Er rückte ganz erstaunt etwas von ihr ab. »Tot? Da sitzt du ja neben mir! Natürlich du! Seit die Welt steht, läuft die schöne Helena auf ihr herum und sinnt, wie sie die Männer zu allerhand Unfug anstiften kann. Das nennt man dann den trojanischen Krieg oder die Verleihung des Hofrattitels an den Professor Joseph Ranggetiner oder sonst eine Katastrophe. O Lotte, Lotte mit deinem Kränzlein auf dem Haupt im Abendrot – du bist die schöne Helena! Das ehrwürdigste Ding auf der Welt mit deinen neunzehn Jahren! Gegen dich sind die Pyramiden ein Kinderspielzeug von heute morgen und die Sündflut ein Spritzregen von gestern abend...«
»Schimpfe doch nicht immer auf mich, Meister!« sagte Lotte leise und schaute unter den niedergeschlagenen Wimpern, die ihre Augen bis zur Hälfte verschleierten, still und prüfend zu ihm empor.

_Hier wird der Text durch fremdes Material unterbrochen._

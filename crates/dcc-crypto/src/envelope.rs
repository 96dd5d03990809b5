//! # Hybrid Encryption Envelope
//!
//! Ships an unsigned COSE_Sign1 structure to a remote signing service.
//! The structure is encrypted with a fresh AES-256-CBC data key (PKCS#7
//! padding); the data key is encrypted to the recipient's RSA key with
//! PKCS#1 v1.5 padding.
//!
//! ## Wire Layout
//!
//! - `hash`: SHA-256 of the structure's `Sig_structure`.
//! - `dccData`: the unsigned structure in clear.
//! - `dataEncrypted`: `IV (16 bytes) ‖ ciphertext`. A fresh random IV is
//!   generated per envelope; the recipient reads it back from the front.
//! - `dek`: the RSA-encrypted 32-byte data key.
//!
//! All four are base64 strings in JSON.

use base64::engine::{general_purpose::STANDARD as BASE64, Engine};
use dcc_core::{CertificateInitData, ContentDigest, CryptoError, DccError};
use dcc_cose::{build_certificate, compute_signature_digest};
use openssl::rsa::Padding;
use openssl::symm::{self, Cipher};
use rand_core::{CryptoRng, OsRng, RngCore};
use serde::{Deserialize, Serialize};
use zeroize::Zeroizing;

use crate::keys::{RecipientKey, RecipientSecretKey};

/// AES-256 key length in bytes.
pub const DATA_KEY_LEN: usize = 32;
/// AES block and IV length in bytes.
pub const IV_LEN: usize = 16;

/// An unsigned certificate structure encrypted for one recipient.
#[derive(Debug, Clone, PartialEq, Eq, Serialize, Deserialize)]
pub struct EncryptionEnvelope {
    hash: ContentDigest,
    #[serde(rename = "dccData", with = "base64_bytes")]
    dcc_data: Vec<u8>,
    #[serde(rename = "dataEncrypted", with = "base64_bytes")]
    data_encrypted: Vec<u8>,
    #[serde(with = "base64_bytes")]
    dek: Vec<u8>,
}

impl EncryptionEnvelope {
    /// Build a certificate and encrypt it to `recipient` using the OS
    /// random source.
    pub fn wrap(
        init: &CertificateInitData,
        payload_json: &str,
        recipient: &RecipientKey,
    ) -> Result<Self, DccError> {
        Self::wrap_with(init, payload_json, recipient, &mut OsRng)
    }

    /// Build a certificate and encrypt it to `recipient`, drawing the data
    /// key and IV from `rng`.
    pub fn wrap_with<R: RngCore + CryptoRng>(
        init: &CertificateInitData,
        payload_json: &str,
        recipient: &RecipientKey,
        rng: &mut R,
    ) -> Result<Self, DccError> {
        let unsigned = build_certificate(init, payload_json)?;
        let hash = unsigned.signature_digest()?;

        let mut data_key = Zeroizing::new([0u8; DATA_KEY_LEN]);
        rng.try_fill_bytes(&mut data_key[..])
            .map_err(CryptoError::from)?;
        let mut iv = [0u8; IV_LEN];
        rng.try_fill_bytes(&mut iv).map_err(CryptoError::from)?;

        let ciphertext = symm::encrypt(
            Cipher::aes_256_cbc(),
            &data_key[..],
            Some(&iv),
            unsigned.as_bytes(),
        )
        .map_err(cipher_error)?;
        let mut data_encrypted = Vec::with_capacity(IV_LEN + ciphertext.len());
        data_encrypted.extend_from_slice(&iv);
        data_encrypted.extend_from_slice(&ciphertext);

        let rsa = recipient.rsa();
        let mut dek = vec![0u8; rsa.size() as usize];
        let written = rsa
            .public_encrypt(&data_key[..], &mut dek, Padding::PKCS1)
            .map_err(cipher_error)?;
        dek.truncate(written);

        tracing::debug!(
            recipient_bits = recipient.bits(),
            plaintext_len = unsigned.as_bytes().len(),
            ciphertext_len = data_encrypted.len(),
            "wrapped certificate in hybrid envelope"
        );

        Ok(Self {
            hash,
            dcc_data: unsigned.into_bytes(),
            data_encrypted,
            dek,
        })
    }

    /// Decrypt the envelope with the recipient's private key.
    ///
    /// Returns the recovered structure bytes after checking that their
    /// signature digest equals `hash`.
    ///
    /// # Errors
    ///
    /// [`CryptoError::Cipher`] if the data key cannot be unwrapped, the
    /// ciphertext is truncated or its padding is wrong, or the recovered
    /// bytes do not match `hash`.
    pub fn open(&self, key: &RecipientSecretKey) -> Result<Vec<u8>, DccError> {
        let rsa = key.rsa();
        let mut unwrapped = Zeroizing::new(vec![0u8; rsa.size() as usize]);
        let written = rsa
            .private_decrypt(&self.dek, &mut unwrapped, Padding::PKCS1)
            .map_err(cipher_error)?;
        if written != DATA_KEY_LEN {
            return Err(CryptoError::Cipher(format!(
                "data key is {written} bytes, expected {DATA_KEY_LEN}"
            ))
            .into());
        }

        if self.data_encrypted.len() < IV_LEN {
            return Err(CryptoError::Cipher(format!(
                "encrypted data is {} bytes, shorter than the {IV_LEN}-byte IV",
                self.data_encrypted.len()
            ))
            .into());
        }
        let (iv, ciphertext) = self.data_encrypted.split_at(IV_LEN);
        let plaintext = symm::decrypt(
            Cipher::aes_256_cbc(),
            &unwrapped[..DATA_KEY_LEN],
            Some(iv),
            ciphertext,
        )
        .map_err(cipher_error)?;

        let recovered = compute_signature_digest(&plaintext)
            .map_err(|e| CryptoError::Cipher(format!("recovered data is not a structure: {e}")))?;
        if recovered != self.hash {
            return Err(CryptoError::Cipher(format!(
                "recovered data digest {recovered} does not match envelope hash {}",
                self.hash
            ))
            .into());
        }
        Ok(plaintext)
    }

    /// Signature digest of the carried structure.
    pub fn hash(&self) -> &ContentDigest {
        &self.hash
    }

    /// The unsigned structure in clear.
    pub fn dcc_data(&self) -> &[u8] {
        &self.dcc_data
    }

    /// IV followed by the AES-256-CBC ciphertext.
    pub fn data_encrypted(&self) -> &[u8] {
        &self.data_encrypted
    }

    /// The RSA-encrypted data key.
    pub fn dek(&self) -> &[u8] {
        &self.dek
    }
}

fn cipher_error(err: openssl::error::ErrorStack) -> CryptoError {
    CryptoError::Cipher(err.to_string())
}

mod base64_bytes {
    use super::{Engine, BASE64};
    use serde::{Deserialize, Deserializer, Serializer};

    pub fn serialize<S: Serializer>(bytes: &[u8], serializer: S) -> Result<S::Ok, S::Error> {
        serializer.serialize_str(&BASE64.encode(bytes))
    }

    pub fn deserialize<'de, D: Deserializer<'de>>(deserializer: D) -> Result<Vec<u8>, D::Error> {
        let encoded = String::deserialize(deserializer)?;
        BASE64.decode(encoded).map_err(serde::de::Error::custom)
    }
}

Ihr Blick verwirrte ihn. Er wurde barsch. »Fürchtest du dich denn eigentlich gar nicht vor mir?«
»I wo!« sagte Lotte.
»Und wenn ich nun plötzlich wild würde – wenn ich meine Fäuste ausreckte...«
»Tu's doch!«
Er nahm vorsichtig wie ein zerbrechliches Spielzeug ihre Finger und legte sie auf seine breite Rechte. »Solch ein Püppchen!« grollte er. »Solch ein lächerliches Püppchen! Wenn ich zudrücke, geht das alles entzwei! Wie ein Nippfigürchen aus Porzellan! Also – wer ist der Stärkere?«
»Ich!«
Sie nickte befriedigt, während er ihre Hand losließ, und lächelte träumerisch.
»Wie sie wieder vor sich hinlacht!« hub er gereizt an. »Glaubst du wirklich, die Männer sind nur dazu auf der Welt, daß du wie ein Teufelchen über ihnen auf dem Ast sitzt und Grimassen schneidest. Es ist doch wahrhaftig nicht komisch, wenn ein Mann...«
»Es gibt gar nichts Komischeres als einen Mann!« sprach Lotte sanft und phlegmatisch.
Er schwieg verstört.
»Sei lieb, Meister Seppl!« lächelte sie ihm nach einer Weile versöhnlich zu. »Red' nicht immer so dummes Zeug! Da schau lieber hinaus in den Sonnenuntergang! Ist das nicht schön?«
Über dem weißschäumenden Azur der See flammte der Abendhimmel in allen Farben von Blau und Rot, von den durchsichtigen Veilchenschatten der Inseln durch das golden strahlende Blutmeer der untergehenden Sonne bis zu dem verzitternden rosigen Atem, der, allgegenwärtig, unfaßbar wie Luft und Licht, als letzter Gruß des Sommertags alles umher, Berg, Flur und Wellen verklärend von der gemeinen Wirklichkeit der Dinge schied.
Er sah von der Seite ihr schönes, im Profil sich vom roten Hintergrund des Horizonts abhebendes Antlitz mit dem krausen, blumengekrönten Löckchengewirr darüber und den langen, träumerisch niedergeschlagenen Seidenwimpern. In seine Augen kam ein unruhiges Glühen.
»Lotte!« murmelte er. »Weißt du eigentlich, wie schön du bist?«
Sie nickte nur, mit dem tiefen Ernst eines spielenden Kindes.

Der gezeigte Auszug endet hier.